BY LORRAINE MUROMO
A TUSSLE has erupted between medical practitioners in the private sector and medical aid societies, as doctors are accused of turning down policy holders without cash co-payments due to health funders’ failure to settle claims.
Medical practitioners who spoke to the Zimbabwe Independent had no kind words for medical aid executives, whom they said lived lavishly from clients’ premiums.
The doctors said patients could barely afford medical bills since the cost of living continued skyrocketing. Patients are left with no option, but to turn to private doctors because the public health system is in a shambles underpinned by an acute shortage of medical equipment and medicines.
Health funders, doctors added, were failing to meet the demand for cover despite clients religiously paying subscriptions. This has complicated the situation, as medical doctors are forced to demand cash upfront from patients.
Medical and Dental Private Practitioners of Zimbabwe Association president Johannes Marisa said they preferred payments in foreign currency.
“Private doctors are charging co-payments in foreign currency to ensure they remain viable and sustain operations in the medical industry,” Marisa said.
“It is unfortunate that medical aid societies are not paying health covers yet they are collecting monthly contributions from their clients.”
He went on: “Almost half of health funders don’t want to own up to their obligations to pay service providers.

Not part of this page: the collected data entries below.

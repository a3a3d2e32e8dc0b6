use crate::reports;
use clap::Args;
use reportforge::config::Config;
use reportforge::export::{ExportFormat, ExportOrchestrator, ReportSurface};
use reportforge::ingest::load_rows;
use reportforge::render::SnapshotRenderer;
use reportforge::report::{BaseConfig, TypeCatalogue};
use reportforge::server::client::ConfigClient;
use reportforge::{ReportError, ReportResult, ReportSession};
use std::fs;
use std::path::PathBuf;
use tracing::{info, warn};

#[derive(Args, Debug, Clone)]
pub struct ExportArgs {
    #[command(flatten)]
    pub config: Config,

    /// Spreadsheet (.xlsx, .xls, .ods), CSV or TSV file with a header row.
    pub input: PathBuf,

    #[arg(short, long, value_enum, default_value_t = ExportFormat::Html)]
    pub format: ExportFormat,

    #[arg(short, long, default_value = "out")]
    pub out_dir: PathBuf,

    /// Export only the report at this 1-based position instead of the batch.
    #[arg(long)]
    pub only: Option<usize>,

    /// Pull shared settings from a running config service.
    #[arg(long)]
    pub config_url: Option<String>,

    /// Refuse to export when any score is out of range.
    #[arg(long, default_value_t = false)]
    pub strict: bool,
}

pub async fn run(args: ExportArgs, catalogue: TypeCatalogue, base: BaseConfig) -> ReportResult<()> {
    if args.only == Some(0) {
        return Err(ReportError::Config(
            "--only takes a 1-based position, got 0".to_string(),
        ));
    }

    let rows = load_rows(&args.input)?;
    let mut session = ReportSession::new(catalogue, base);

    if let Some(url) = &args.config_url {
        match ConfigClient::new(url).fetch_settings().await {
            Ok(settings) => session.apply_shared(settings),
            Err(e) => warn!("Could not fetch shared settings from {}: {}", url, e),
        }
    }

    let validation = session.load(rows);
    reports::print_validation_report(&validation);
    if args.strict && !validation.valid {
        return Err(ReportError::Config(format!(
            "{} score(s) out of range, refusing to export",
            validation.errors.len()
        )));
    }
    reports::print_record_summary(session.records());

    fs::create_dir_all(&args.out_dir)?;
    let mut orchestrator = ExportOrchestrator::builder()
        .capture(SnapshotRenderer::new(&args.config.render))
        .settings(args.config.export.clone())
        .build();

    if let Some(position) = args.only {
        session.select(position - 1)?;
        let artifact = orchestrator.export_single(&session, args.format).await?;
        let path = args.out_dir.join(&artifact.file_name);
        fs::write(&path, &artifact.bytes)?;
        println!("✅ Wrote {:?}", path);
        return Ok(());
    }

    let outcome = orchestrator
        .export_batch(&mut session, args.format, |current, total| {
            info!("Exporting {}/{}", current, total);
        })
        .await?;

    let path = args.out_dir.join(&outcome.archive_name);
    fs::write(&path, &outcome.bytes)?;
    reports::print_batch_outcome(&outcome);
    println!("✅ Wrote {:?}", path);
    Ok(())
}
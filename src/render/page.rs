use super::chart::{ring_chart_body, type_bar_chart_body, RING_VIEW_BOX};
use super::markup::REPORT_TITLE;
use super::{escape_xml, ReportView, MISSING_DETAIL_NOTICE};
use std::fmt::Write;

pub const PAGE_WIDTH: f64 = 800.0;
const MARGIN: f64 = 40.0;
const BODY_SIZE: f64 = 15.0;
const LINE_HEIGHT: f64 = 24.0;
/// Characters per body line. Labels are mostly CJK, so one char is roughly
/// one em wide.
const WRAP_CHARS: usize = 46;

/// Breaks text into lines of at most `width` characters, honouring explicit
/// newlines.
pub fn wrap_text(text: &str, width: usize) -> Vec<String> {
    let mut lines = Vec::new();
    for paragraph in text.split('\n') {
        let chars: Vec<char> = paragraph.chars().collect();
        if chars.is_empty() {
            lines.push(String::new());
            continue;
        }
        for chunk in chars.chunks(width.max(1)) {
            lines.push(chunk.iter().collect());
        }
    }
    lines
}

struct PageBuilder {
    out: String,
    y: f64,
}

impl PageBuilder {
    fn new() -> Self {
        Self {
            out: String::new(),
            y: 0.0,
        }
    }

    fn text(&mut self, x: f64, size: f64, weight: u32, fill: &str, text: &str) {
        self.y += size * 1.6;
        let _ = write!(
            self.out,
            r#"<text x="{x}" y="{y:.1}" font-size="{size}" font-weight="{weight}" fill="{fill}">{t}</text>"#,
            y = self.y,
            t = escape_xml(text),
        );
    }

    fn paragraph(&mut self, text: &str) {
        for line in wrap_text(text, WRAP_CHARS) {
            self.y += LINE_HEIGHT;
            let _ = write!(
                self.out,
                r##"<text x="{MARGIN}" y="{y:.1}" font-size="{BODY_SIZE}" fill="#1d1d1f">{t}</text>"##,
                y = self.y,
                t = escape_xml(&line),
            );
        }
    }

    fn section_title(&mut self, title: &str) {
        self.y += 28.0;
        let _ = write!(
            self.out,
            r##"<rect x="{MARGIN}" y="{y:.1}" width="4" height="26" fill="#007AFF"/>"##,
            y = self.y,
        );
        self.y -= 6.0;
        self.text(MARGIN + 14.0, 20.0, 700, "#1d1d1f", title);
        self.y += 10.0;
    }

    fn gap(&mut self, height: f64) {
        self.y += height;
    }
}

/// Single tall SVG page carrying the whole report, ready for rasterization.
/// Images are referenced by URL in the markup document only and are left out
/// here.
pub fn render_page_svg(view: &ReportView) -> String {
    let record = &view.record;
    let base = &view.base;
    let mut page = PageBuilder::new();

    // Cover band
    let _ = write!(
        page.out,
        r##"<rect x="0" y="0" width="{PAGE_WIDTH}" height="140" fill="url(#coverGrad)"/>"##
    );
    page.gap(30.0);
    page.text(MARGIN, 30.0, 700, "#ffffff", REPORT_TITLE);
    page.text(MARGIN, 18.0, 400, "#ffffff", &format!("{} · {}", record.name, record.date));
    page.y = 140.0;

    page.section_title("一、报告阅读说明");
    for (i, principle) in base.principles.iter().enumerate() {
        page.paragraph(&format!("{}. {}", i + 1, principle));
    }
    page.gap(8.0);
    for def in &base.type_definitions {
        page.paragraph(&format!("{}：{}", def.type_name, def.definition));
    }

    page.section_title("二、总体结果");
    let charts_top = page.y + 10.0;
    let _ = write!(
        page.out,
        r#"<g transform="translate({MARGIN}, {charts_top:.1}) scale(0.8)">{}</g>"#,
        ring_chart_body(&view.rings, view.hub_radius)
    );
    let bar_x = MARGIN + RING_VIEW_BOX * 0.8 + 20.0;
    let bar_width = PAGE_WIDTH - bar_x - MARGIN;
    let _ = write!(
        page.out,
        r#"<g transform="translate({bar_x:.1}, {charts_top:.1})">{}</g>"#,
        type_bar_chart_body(&record.type_scores, bar_width, RING_VIEW_BOX * 0.8)
    );
    page.y = charts_top + RING_VIEW_BOX * 0.8;

    page.section_title("三、详细结果分析");
    match &record.type_detail {
        Some(detail) => {
            page.text(MARGIN, 24.0, 700, "#1d1d1f", &detail.title);
            page.text(MARGIN, 16.0, 400, "#6e6e73", &detail.motto);
            for (title, body) in [
                ("优势初衷", &detail.advantage),
                ("典型行为", &detail.behavior),
                ("潜在风险", &detail.risk),
                ("发展建议", &detail.suggestion),
            ] {
                page.gap(6.0);
                page.text(MARGIN, 17.0, 600, "#007AFF", title);
                page.paragraph(body);
            }
        }
        None => page.text(MARGIN, BODY_SIZE, 400, "#ff3b30", MISSING_DETAIL_NOTICE),
    }

    page.section_title("四、附录");
    page.paragraph(&base.appendix_text);
    page.paragraph(&format!("报告生成时间：{}", record.date));
    page.gap(MARGIN);

    let height = page.y.ceil();
    format!(
        r##"<svg xmlns="http://www.w3.org/2000/svg" width="{PAGE_WIDTH}" height="{height}" viewBox="0 0 {PAGE_WIDTH} {height}"><defs><linearGradient id="coverGrad" x1="0%" y1="0%" x2="100%" y2="100%"><stop offset="0%" stop-color="#4A90E2"/><stop offset="100%" stop-color="#7B68EE"/></linearGradient></defs><rect width="100%" height="100%" fill="#ffffff"/><g font-family="sans-serif">{}</g></svg>"##,
        page.out
    )
}
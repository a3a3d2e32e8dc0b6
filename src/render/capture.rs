use super::pdf::{paginate, RgbImage};
use crate::config::RenderParams;
use crate::error::{ReportError, ReportResult};
use crate::export::{ExportFormat, RenderCapture, SnapshotSource};
use image::codecs::jpeg::JpegEncoder;
use image::ExtendedColorType;
use resvg::tiny_skia;
use resvg::usvg::{fontdb, Options, Tree};
use std::future::Future;
use std::sync::Arc;
use tracing::debug;

const JPEG_QUALITY: u8 = 92;

/// Default capture: markup as-is, raster and document via resvg.
#[derive(Clone)]
pub struct SnapshotRenderer {
    fontdb: Arc<fontdb::Database>,
    sans_family: String,
    pixel_ratio: f32,
}

impl SnapshotRenderer {
    pub fn new(params: &RenderParams) -> Self {
        let mut db = fontdb::Database::new();
        db.load_system_fonts();
        if let Some(dir) = &params.font_dir {
            db.load_fonts_dir(dir);
        }
        debug!("Loaded {} font faces", db.len());

        Self {
            fontdb: Arc::new(db),
            sans_family: params.sans_family.clone(),
            pixel_ratio: params.pixel_ratio.max(0.1),
        }
    }

    fn rasterize(&self, svg: &str) -> ReportResult<tiny_skia::Pixmap> {
        let mut options = Options::default();
        options.font_family = self.sans_family.clone();
        options.fontdb = self.fontdb.clone();

        let tree = Tree::from_str(svg, &options)
            .map_err(|e| ReportError::Render(format!("Failed to parse page SVG: {}", e)))?;

        let size = tree.size();
        let width = (size.width() * self.pixel_ratio).ceil() as u32;
        let height = (size.height() * self.pixel_ratio).ceil() as u32;

        let mut pixmap = tiny_skia::Pixmap::new(width, height).ok_or_else(|| {
            ReportError::Render(format!("Cannot allocate {}x{} pixmap", width, height))
        })?;
        pixmap.fill(tiny_skia::Color::WHITE);
        resvg::render(
            &tree,
            tiny_skia::Transform::from_scale(self.pixel_ratio, self.pixel_ratio),
            &mut pixmap.as_mut(),
        );
        Ok(pixmap)
    }

    /// Encodes the page SVG in a raster or document format. Blocking.
    pub fn render_blocking(&self, page_svg: &str, format: ExportFormat) -> ReportResult<Vec<u8>> {
        match format {
            ExportFormat::Html => Err(ReportError::Render(
                "Markup snapshots are not rasterized".to_string(),
            )),
            ExportFormat::Png => self
                .rasterize(page_svg)?
                .encode_png()
                .map_err(|e| ReportError::Render(e.to_string())),
            ExportFormat::Jpeg => {
                let page = self.rasterize_rgb(page_svg)?;
                let mut out = Vec::new();
                JpegEncoder::new_with_quality(&mut out, JPEG_QUALITY)
                    .encode(&page.pixels, page.width, page.height, ExtendedColorType::Rgb8)
                    .map_err(|e| ReportError::Render(e.to_string()))?;
                Ok(out)
            }
            ExportFormat::Pdf => paginate(&self.rasterize_rgb(page_svg)?),
        }
    }

    fn rasterize_rgb(&self, svg: &str) -> ReportResult<RgbImage> {
        let pixmap = self.rasterize(svg)?;
        // The pixmap is opaque after the white fill, so dropping
        // alpha needs no demultiply.
        let rgb: Vec<u8> = pixmap
            .data()
            .chunks_exact(4)
            .flat_map(|px| [px[0], px[1], px[2]])
            .collect();
        RgbImage::new(pixmap.width(), pixmap.height(), rgb)
    }
}

impl RenderCapture for SnapshotRenderer {
    fn capture(
        &self,
        source: &SnapshotSource,
        format: ExportFormat,
    ) -> impl Future<Output = ReportResult<Vec<u8>>> + Send {
        let renderer = self.clone();
        let name = source.name.clone();
        let markup = source.markup.clone();
        let page_svg = source.page_svg.clone();

        async move {
            if format == ExportFormat::Html {
                return Ok(markup.into_bytes());
            }

            tokio::task::spawn_blocking(move || renderer.render_blocking(&page_svg, format))
                .await
                .map_err(|e| ReportError::capture(&name, e))?
                .map_err(|e| ReportError::capture(&name, e))
        }
    }
}

#[cfg(test)]
mod tests {
    use super::*;

    const SQUARE: &str = r##"<svg xmlns="http://www.w3.org/2000/svg" width="20" height="30"><rect width="20" height="30" fill="#007AFF"/></svg>"##;

    fn renderer() -> SnapshotRenderer {
        SnapshotRenderer::new(&RenderParams {
            pixel_ratio: 1.0,
            ..RenderParams::default()
        })
    }

    #[test]
    fn test_png_signature() {
        let png = renderer().render_blocking(SQUARE, ExportFormat::Png).unwrap();
        assert_eq!(&png[..8], b"\x89PNG\r\n\x1a\n");
    }

    #[test]
    fn test_jpeg_from_svg() {
        let jpeg = renderer().render_blocking(SQUARE, ExportFormat::Jpeg).unwrap();
        assert_eq!(&jpeg[..3], b"\xFF\xD8\xFF");
        assert_eq!(&jpeg[jpeg.len() - 2..], b"\xFF\xD9");
    }

    #[test]
    fn test_pdf_from_svg() {
        let pdf = renderer().render_blocking(SQUARE, ExportFormat::Pdf).unwrap();
        assert!(pdf.starts_with(b"%PDF-1.4"));
    }

    #[test]
    fn test_invalid_svg_is_render_error() {
        let err = renderer()
            .render_blocking("not svg", ExportFormat::Png)
            .unwrap_err();
        assert!(matches!(err, ReportError::Render(_)));
    }

    #[tokio::test]
    async fn test_html_capture_returns_markup() {
        let source = SnapshotSource {
            name: "张三".to_string(),
            markup: "<html></html>".to_string(),
            page_svg: String::new(),
        };
        let bytes = renderer().capture(&source, ExportFormat::Html).await.unwrap();
        assert_eq!(bytes, b"<html></html>");
    }

    #[tokio::test]
    async fn test_capture_failure_names_record() {
        let source = SnapshotSource {
            name: "李四".to_string(),
            markup: String::new(),
            page_svg: "<oops".to_string(),
        };
        let err = renderer().capture(&source, ExportFormat::Png).await.unwrap_err();
        assert!(err.to_string().contains("李四"));
    }
}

Survival of the private medical practice is hanging by a thread because some doctors have to fund for their own personal protective equipment and meet other costs of running hospitals.”
He blasted medical aid societies managers for driving top-of-the-range cars at a time patients’ needs were not met.
“The medical aid managers are the ones benefiting from the scheme as they are misusing funds for personal benefits. It’s not the doctors’ fault. For those few that own up to cover their clients, they pay in local currency which does not match with black market exchange rates in the United States dollars.”
Patients, however, have complained about doctors’ demand for foreign currency.
Some patients have petitioned private doctors to meet medical aid societies and resolve the issue.
Zimbabwe Senior Hospital Doctors Association president Shingai Nyaguse said the public must be educated on medical aid societies.
“Unfortunately the public tends to blame doctors on failed health insurances. Several medical aid societies are using clients’ monthly subscriptions for personal benefits like hefty packages. Medical aid generally pays well below the agreed tariffs, hence the shortfalls,” he said.
Zimbabwe Medical Association (Zima) tariff liaison committee chairperson Shingirirai Meki said doctors used best international practices to determine co-payments.
“I want to highlight the fact that medical aid payments and doctors failing to get their money on time has been happening for a longtime. However, over the years, we have been trying to solve the matter for the benefit of patients,” Meki said.
“If a medical aid has financial struggles, we might never know because it’s not declared publicly. On what is being charged by doctors versus medical aid reimbursements, there are tariffs that come from doctors (Zima), while health funders pay from collections. What then is paid by a patient is the difference we call a shortfall or co-payment.”
Meki said co-payment is charged to meet any outstanding amounts.
“As Zima, we stand guided by the Statutory Instrument that was gazetted by the government in 2014. The government then found a middle ground to set standard tariffs that we adhere to. It’s unfortunate that some medical aids have failed to pay tariffs set by the government. Patients are not being ripped off; it’s just that the medical aids sometimes fail to pay.”
No comment could be obtained from the Association for Healthcare Funders in Zimbabwe (AHFOZ) this week as officials were buck-passing.
AHFOZ has previously said medical aid societies were adjusting contributions to match healthcare service provider rates and narrow shortfall gaps.